■ **WHAT YOU ARE ASKED TO DO**:
Your task is to retype all of the records below with complete accuracy.

■ **DATA EXCERPTS**:
use std::time::Duration;

use log::debug;
use tokio::time::Instant;

use crate::error::{Result, SourceQueryError};
use crate::info::ServerInfo;
use crate::multipacket;
use crate::packet::{PacketHeader, PacketType, RequestPacket, ResponsePacket};
use crate::players::PlayerList;
use crate::rules::{parse_rules, Rules};
use crate::transport::{ClientConfig, Transport, UdpTransport};

/// Where a request stands in the challenge handshake.
///
/// A request is sent once as is, and at most once more with the challenge the
/// server handed out. A second challenge ends the query.
#[derive(Debug, Clone, Copy, PartialEq, Eq)]
enum Handshake {
    Fresh,
    Retried,
}

/// A reply that got past the handshake.
#[derive(Debug)]
enum Reply {
    Single(Vec<u8>),
    Split(Vec<u8>),
}

impl Reply {
    /// The reply as a single packet. Only A2S_RULES is reassembled.
    fn into_single(self) -> Result<Vec<u8>> {
        match self {
            Reply::Single(data) => Ok(data),
            Reply::Split(_) => Err(SourceQueryError::UnexpectedPacketHeader(
                PacketHeader::Split.value(),
            )),
        }
    }
}

/// Source query client over some [Transport].
///
/// Queries take `&mut self`, so only one can be in flight per client.
#[derive(Debug)]
pub struct Client<T: Transport = UdpTransport> {
    transport: T,
}

impl Client<UdpTransport> {
    /// Connect a UDP client to `host` (e.g. `"127.0.0.1:27015"`).
    pub async fn connect(host: &str, config: ClientConfig) -> Result<Self> {
        Ok(Client::new(UdpTransport::connect(host, config).await?))
    }
}

impl<T: Transport> Client<T> {
    pub fn new(transport: T) -> Self {
        Client { transport }
    }

    pub fn transport(&self) -> &T {
        &self.transport
    }

    async fn send_recv(&mut self, packet: &RequestPacket) -> Result<ResponsePacket> {
        self.transport.send(&packet.pack()).await?;
        let data = self.transport.recv().await?;
        ResponsePacket::unpack(data)
    }

    /// Send `packet`, answering a challenge once if the server asks for one.
    async fn request(&mut self, mut packet: RequestPacket) -> Result<Reply> {
        let mut state = Handshake::Fresh;
        loop {
            match (self.send_recv(&packet).await?, state) {
                (ResponsePacket::Challenge(challenge), Handshake::Fresh) => {
                    debug!(
                        "{:?} challenged with {:02x?}",
                        packet.packet_type(),
                        challenge.as_bytes()
                    );
                    packet = packet.with_challenge(challenge);
                    state = Handshake::Retried;
                }
                (ResponsePacket::Challenge(_), Handshake::Retried) => {
                    return Err(SourceQueryError::RepeatedChallenge)
                }
                (ResponsePacket::Single(data), _) => return Ok(Reply::Single(data)),
                (ResponsePacket::Split(data), _) => return Ok(Reply::Split(data)),
            }
        }
    }

    /// Query the server with A2S_INFO.
    pub async fn info(&mut self) -> Result<ServerInfo> {
        let data = self.request(RequestPacket::info()).await?.into_single()?;
        let mut info = ServerInfo::parse(&data)?;
        info.address = self.transport.peer_addr();
        Ok(info)
    }

    /// Query the server with A2S_PLAYER.
    pub async fn players(&mut self) -> Result<PlayerList> {
        let data = self.request(RequestPacket::players()).await?.into_single()?;
        PlayerList::parse(&data)
    }

    /// Query the server with A2S_RULES.
    ///
    /// An A2S_INFO query goes out first, split packet headers can't be read
    /// without knowing the engine. The transport is reconnected between the
    /// two, some servers won't answer A2S_RULES otherwise.
    pub async fn rules(&mut self) -> Result<Rules> {
        let engine = self.info().await?.engine();
        self.transport.reconnect().await?;

        let data = match self.request(RequestPacket::rules()).await? {
            Reply::Single(data) => data,
            Reply::Split(first) => {
                debug!("A2S_RULES reply is split");
                multipacket::collect(&mut self.transport, &first, engine)
                    .await?
                    .into_data()?
            }
        };

        parse_rules(&data)
    }

    /// Measure the round trip of an A2A_PING. Many modern servers ignore it.
    ///
    /// Any rate limit wait happens before the clock starts.
    pub async fn ping(&mut self) -> Result<Duration> {
        self.transport.ready().await;
        let start = Instant::now();
        self.transport.send(&RequestPacket::ping().pack()).await?;
        let data = self.transport.recv().await?;

        match data.get(4) {
            Some(&t) if t == PacketType::PingReply.to_byte() => Ok(start.elapsed()),
            Some(&t) => Err(SourceQueryError::BadPingReply(t)),
            None => Err(SourceQueryError::UnexpectedEof {
                offset: data.len(),
                needed: 5 - data.len(),
            }),
        }
    }
}

/// Query `host` with the Source Query Protocol A2S_INFO query.
///
/// If `timeout_dur` is `Some(Duration)`, each `timeout()` will use `timeout_dur`.
/// The default is 5 seconds if `timeout_dur` is `None`.
///
/// Note that this timeout duration can occur 3 times (5 if challenged):
/// - On socket connect
/// - On packet send
/// - On packet receive
/// - Twice more on another send and receive, if challenged
///
/// Example usage:
/// ```no_run
/// # async fn run() -> sourcequery::error::Result<()> {
/// let host: &str = "nyc-1.us.uncletopia.com:27015"; // Uncletopia New York City 4
/// let info = sourcequery::query(host, None).await?;
/// println!("{} on {}", info.name, info.map);
/// # Ok(())
/// # }
/// ```
pub async fn query(host: &str, timeout_dur: Option<Duration>) -> Result<ServerInfo> {
    let mut config = ClientConfig::default();
    if let Some(timeout_dur) = timeout_dur {
        config.timeout = timeout_dur;
    }

    Client::connect(host, config).await?.info().await
}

■ **ANSWER BELOW**:
use std::time::Duration;

use log::debug;
use tokio::time::Instant;

use crate::error::{Result, SourceQueryError};
use crate::info::ServerInfo;
use crate::multipacket;
use crate::packet::{PacketHeader, PacketType, RequestPacket, ResponsePacket};
use crate::players::PlayerList;
use crate::rules::{parse_rules, Rules};
use crate::transport::{ClientConfig, Transport, UdpTransport};

/// Where a request stands in the challenge handshake.
///
/// A request is sent once as is, and at most once more with the challenge the
/// server handed out. A second challenge ends the query.
#[derive(Debug, Clone, Copy, PartialEq, Eq)]
enum Handshake {
    Fresh,
    Retried,
}

/// A reply that got past the handshake.
#[derive(Debug)]
enum Reply {
    Single(Vec<u8>),
    Split(Vec<u8>),
}

impl Reply {
    /// The reply as a single packet. Only A2S_RULES is reassembled.
    fn into_single(self) -> Result<Vec<u8>> {
        match self {
            Reply::Single(data) => Ok(data),
            Reply::Split(_) => Err(SourceQueryError::UnexpectedPacketHeader(
                PacketHeader::Split.value(),
            )),
        }
    }
}

/// Source query client over some [Transport].
///
/// Queries take `&mut self`, so only one can be in flight per client.
#[derive(Debug)]
pub struct Client<T: Transport = UdpTransport> {
    transport: T,
}

impl Client<UdpTransport> {
    /// Connect a UDP client to `host` (e.g. `"127.0.0.1:27015"`).
    pub async fn connect(host: &str, config: ClientConfig) -> Result<Self> {
        Ok(Client::new(UdpTransport::connect(host, config).await?))
    }
}

impl<T: Transport> Client<T> {
    pub fn new(transport: T) -> Self {
        Client { transport }
    }

    pub fn transport(&self) -> &T {
        &self.transport
    }

    async fn send_recv(&mut self, packet: &RequestPacket) -> Result<ResponsePacket> {
        self.transport.send(&packet.pack()).await?;
        let data = self.transport.recv().await?;
        ResponsePacket::unpack(data)
    }

    /// Send `packet`, answering a challenge once if the server asks for one.
    async fn request(&mut self, mut packet: RequestPacket) -> Result<Reply> {
        let mut state = Handshake::Fresh;
        loop {
            match (self.send_recv(&packet).await?, state) {
                (ResponsePacket::Challenge(challenge), Handshake::Fresh) => {
                    debug!(
                        "{:?} challenged with {:02x?}",
                        packet.packet_type(),
                        challenge.as_bytes()
                    );
                    packet = packet.with_challenge(challenge);
                    state = Handshake::Retried;
                }
                (ResponsePacket::Challenge(_), Handshake::Retried) => {
                    return Err(SourceQueryError::RepeatedChallenge)
                }
                (ResponsePacket::Single(data), _) => return Ok(Reply::Single(data)),
                (ResponsePacket::Split(data), _) => return Ok(Reply::Split(data)),
            }
        }
    }

    /// Query the server with A2S_INFO.
    pub async fn info(&mut self) -> Result<ServerInfo> {
        let data = self.request(RequestPacket::info()).await?.into_single()?;
        let mut info = ServerInfo::parse(&data)?;
        info.address = self.transport.peer_addr();
        Ok(info)
    }

    /// Query the server with A2S_PLAYER.
    pub async fn players(&mut self) -> Result<PlayerList> {
        let data = self.request(RequestPacket::players()).await?.into_single()?;
        PlayerList::parse(&data)
    }

    /// Query the server with A2S_RULES.
    ///
    /// An A2S_INFO query goes out first, split packet headers can't be read
    /// without knowing the engine. The transport is reconnected between the
    /// two, some servers won't answer A2S_RULES otherwise.
    pub async fn rules(&mut self) -> Result<Rules> {
        let engine = self.info().await?.engine();
        self.transport.reconnect().await?;

        let data = match self.request(RequestPacket::rules()).await? {
            Reply::Single(data) => data,
            Reply::Split(first) => {
                debug!("A2S_RULES reply is split");
                multipacket::collect(&mut self.transport, &first, engine)
                    .await?
                    .into_data()?
            }
        };

        parse_rules(&data)
    }

    /// Measure the round trip of an A2A_PING. Many modern servers ignore it.
    ///
    /// Any rate limit wait happens before the clock starts.
    pub async fn ping(&mut self) -> Result<Duration> {
        self.transport.ready().await;
        let start = Instant::now();
        self.transport.send(&RequestPacket::ping().pack()).await?;
        let data = self.transport.recv().await?;

        match data.get(4) {
            Some(&t) if t == PacketType::PingReply.to_byte() => Ok(start.elapsed()),
            Some(&t) => Err(SourceQueryError::BadPingReply(t)),
            None => Err(SourceQueryError::UnexpectedEof {
                offset: data.len(),
                needed: 5 - data.len(),
            }),
        }
    }
}

/// Query `host` with the Source Query Protocol A2S_INFO query.
///
/// If `timeout_dur` is `Some(Duration)`, each `timeout()` will use `timeout_dur`.
/// The default is 5 seconds if `timeout_dur` is `None`.
///
/// Note that this timeout duration can occur 3 times (5 if challenged):
/// - On socket connect
/// - On packet send
/// - On packet receive
/// - Twice more on another send and receive, if challenged
///
/// Example usage:
/// ```no_run
/// # async fn run() -> sourcequery::error::Result<()> {
/// let host: &str = "nyc-1.us.uncletopia.com:27015"; // Uncletopia New York City 4
/// let info = sourcequery::query(host, None).await?;
/// println!("{} on {}", info.name, info.map);
/// # Ok(())
/// # }
/// ```
pub async fn query(host: &str, timeout_dur: Option<Duration>) -> Result<ServerInfo> {
    let mut config = ClientConfig::default();
    if let Some(timeout_dur) = timeout_dur {
        config.timeout = timeout_dur;
    }

    Client::connect(host, config).await?.info().await
}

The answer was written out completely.